About this task: Among the following entries, say how many lines contain the word "Module"; the answer is a number and nothing else.

Excerpted data:
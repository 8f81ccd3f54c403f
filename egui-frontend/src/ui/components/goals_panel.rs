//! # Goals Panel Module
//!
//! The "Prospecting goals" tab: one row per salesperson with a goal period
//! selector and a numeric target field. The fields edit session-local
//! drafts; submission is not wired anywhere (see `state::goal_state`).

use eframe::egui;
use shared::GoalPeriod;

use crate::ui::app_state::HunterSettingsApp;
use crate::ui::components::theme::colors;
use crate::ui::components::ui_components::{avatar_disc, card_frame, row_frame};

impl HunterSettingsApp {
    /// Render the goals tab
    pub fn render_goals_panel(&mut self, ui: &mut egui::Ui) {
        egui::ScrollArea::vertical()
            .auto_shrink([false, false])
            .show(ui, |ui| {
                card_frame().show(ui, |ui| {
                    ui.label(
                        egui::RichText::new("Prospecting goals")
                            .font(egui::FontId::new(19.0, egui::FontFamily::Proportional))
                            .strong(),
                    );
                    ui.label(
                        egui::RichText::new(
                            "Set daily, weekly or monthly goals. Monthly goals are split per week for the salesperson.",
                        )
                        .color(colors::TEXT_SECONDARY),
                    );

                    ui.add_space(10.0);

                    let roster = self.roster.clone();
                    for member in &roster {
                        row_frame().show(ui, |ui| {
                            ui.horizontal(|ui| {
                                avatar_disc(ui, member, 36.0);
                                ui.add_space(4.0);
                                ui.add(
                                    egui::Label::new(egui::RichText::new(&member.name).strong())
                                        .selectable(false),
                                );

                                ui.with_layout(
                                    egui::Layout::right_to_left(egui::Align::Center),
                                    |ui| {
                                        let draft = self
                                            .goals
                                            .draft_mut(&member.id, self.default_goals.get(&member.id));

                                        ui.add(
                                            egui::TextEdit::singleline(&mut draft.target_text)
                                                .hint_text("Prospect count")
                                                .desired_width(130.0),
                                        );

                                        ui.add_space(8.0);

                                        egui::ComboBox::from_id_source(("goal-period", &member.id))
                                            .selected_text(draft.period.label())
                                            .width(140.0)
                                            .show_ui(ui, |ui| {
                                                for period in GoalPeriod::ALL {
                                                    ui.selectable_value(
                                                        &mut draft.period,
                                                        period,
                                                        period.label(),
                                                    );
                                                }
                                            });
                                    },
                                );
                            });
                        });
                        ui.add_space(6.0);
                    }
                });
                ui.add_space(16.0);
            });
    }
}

---

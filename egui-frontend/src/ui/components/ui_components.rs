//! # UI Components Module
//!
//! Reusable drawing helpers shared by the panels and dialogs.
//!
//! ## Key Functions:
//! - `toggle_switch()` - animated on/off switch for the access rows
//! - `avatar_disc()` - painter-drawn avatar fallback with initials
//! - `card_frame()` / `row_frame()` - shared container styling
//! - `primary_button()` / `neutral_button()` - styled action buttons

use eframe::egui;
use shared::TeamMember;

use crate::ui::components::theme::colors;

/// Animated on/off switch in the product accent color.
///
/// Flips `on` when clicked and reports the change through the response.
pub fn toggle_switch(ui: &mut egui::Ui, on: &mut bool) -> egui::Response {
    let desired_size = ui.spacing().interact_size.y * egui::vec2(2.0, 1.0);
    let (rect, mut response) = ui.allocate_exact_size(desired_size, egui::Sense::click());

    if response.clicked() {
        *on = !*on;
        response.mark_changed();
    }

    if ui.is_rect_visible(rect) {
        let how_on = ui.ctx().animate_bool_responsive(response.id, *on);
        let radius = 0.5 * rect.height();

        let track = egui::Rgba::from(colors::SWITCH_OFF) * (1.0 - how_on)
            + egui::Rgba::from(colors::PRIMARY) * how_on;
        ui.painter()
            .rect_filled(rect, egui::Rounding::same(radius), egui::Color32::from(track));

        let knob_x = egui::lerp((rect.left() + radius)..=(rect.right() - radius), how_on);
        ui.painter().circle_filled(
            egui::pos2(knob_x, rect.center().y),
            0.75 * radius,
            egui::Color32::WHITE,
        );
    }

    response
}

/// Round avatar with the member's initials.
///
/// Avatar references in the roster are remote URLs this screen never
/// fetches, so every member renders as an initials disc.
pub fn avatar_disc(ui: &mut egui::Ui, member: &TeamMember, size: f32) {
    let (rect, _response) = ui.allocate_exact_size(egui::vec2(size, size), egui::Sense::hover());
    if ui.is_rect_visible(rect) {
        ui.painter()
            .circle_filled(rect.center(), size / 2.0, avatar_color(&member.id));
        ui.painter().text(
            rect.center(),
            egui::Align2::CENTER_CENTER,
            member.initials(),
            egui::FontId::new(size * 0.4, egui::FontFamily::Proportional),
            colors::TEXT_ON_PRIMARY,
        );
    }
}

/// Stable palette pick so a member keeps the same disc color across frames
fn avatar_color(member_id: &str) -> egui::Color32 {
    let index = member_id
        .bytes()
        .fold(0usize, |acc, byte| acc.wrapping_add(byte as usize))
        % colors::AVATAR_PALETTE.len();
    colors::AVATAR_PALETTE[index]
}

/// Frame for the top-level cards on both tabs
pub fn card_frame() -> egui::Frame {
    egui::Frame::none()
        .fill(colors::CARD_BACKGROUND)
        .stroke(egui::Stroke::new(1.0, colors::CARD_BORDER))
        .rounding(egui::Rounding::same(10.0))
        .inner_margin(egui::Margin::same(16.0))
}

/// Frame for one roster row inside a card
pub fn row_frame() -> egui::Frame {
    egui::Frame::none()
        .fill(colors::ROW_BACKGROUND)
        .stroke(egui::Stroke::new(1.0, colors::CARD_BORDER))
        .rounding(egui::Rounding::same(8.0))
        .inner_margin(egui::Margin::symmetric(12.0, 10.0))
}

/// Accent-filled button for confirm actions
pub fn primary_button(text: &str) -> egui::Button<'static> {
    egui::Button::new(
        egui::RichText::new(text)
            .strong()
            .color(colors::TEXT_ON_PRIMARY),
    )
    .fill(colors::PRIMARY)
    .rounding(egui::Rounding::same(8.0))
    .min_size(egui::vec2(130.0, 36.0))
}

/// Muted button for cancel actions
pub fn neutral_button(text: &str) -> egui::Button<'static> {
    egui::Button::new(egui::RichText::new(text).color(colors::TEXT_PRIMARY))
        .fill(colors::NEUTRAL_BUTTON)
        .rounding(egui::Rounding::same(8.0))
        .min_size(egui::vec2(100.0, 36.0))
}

==

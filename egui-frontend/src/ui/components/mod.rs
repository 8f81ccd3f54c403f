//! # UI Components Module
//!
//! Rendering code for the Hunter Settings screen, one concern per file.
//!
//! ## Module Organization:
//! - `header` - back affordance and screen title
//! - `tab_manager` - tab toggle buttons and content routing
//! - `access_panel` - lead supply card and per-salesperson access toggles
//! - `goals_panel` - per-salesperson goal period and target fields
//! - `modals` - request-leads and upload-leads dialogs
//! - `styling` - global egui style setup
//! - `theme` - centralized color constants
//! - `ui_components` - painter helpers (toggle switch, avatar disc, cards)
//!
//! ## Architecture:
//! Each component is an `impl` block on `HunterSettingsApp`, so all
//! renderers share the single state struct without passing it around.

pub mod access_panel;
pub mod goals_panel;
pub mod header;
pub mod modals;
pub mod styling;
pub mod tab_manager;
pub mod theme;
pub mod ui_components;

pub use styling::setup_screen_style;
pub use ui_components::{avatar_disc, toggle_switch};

Task answer: 4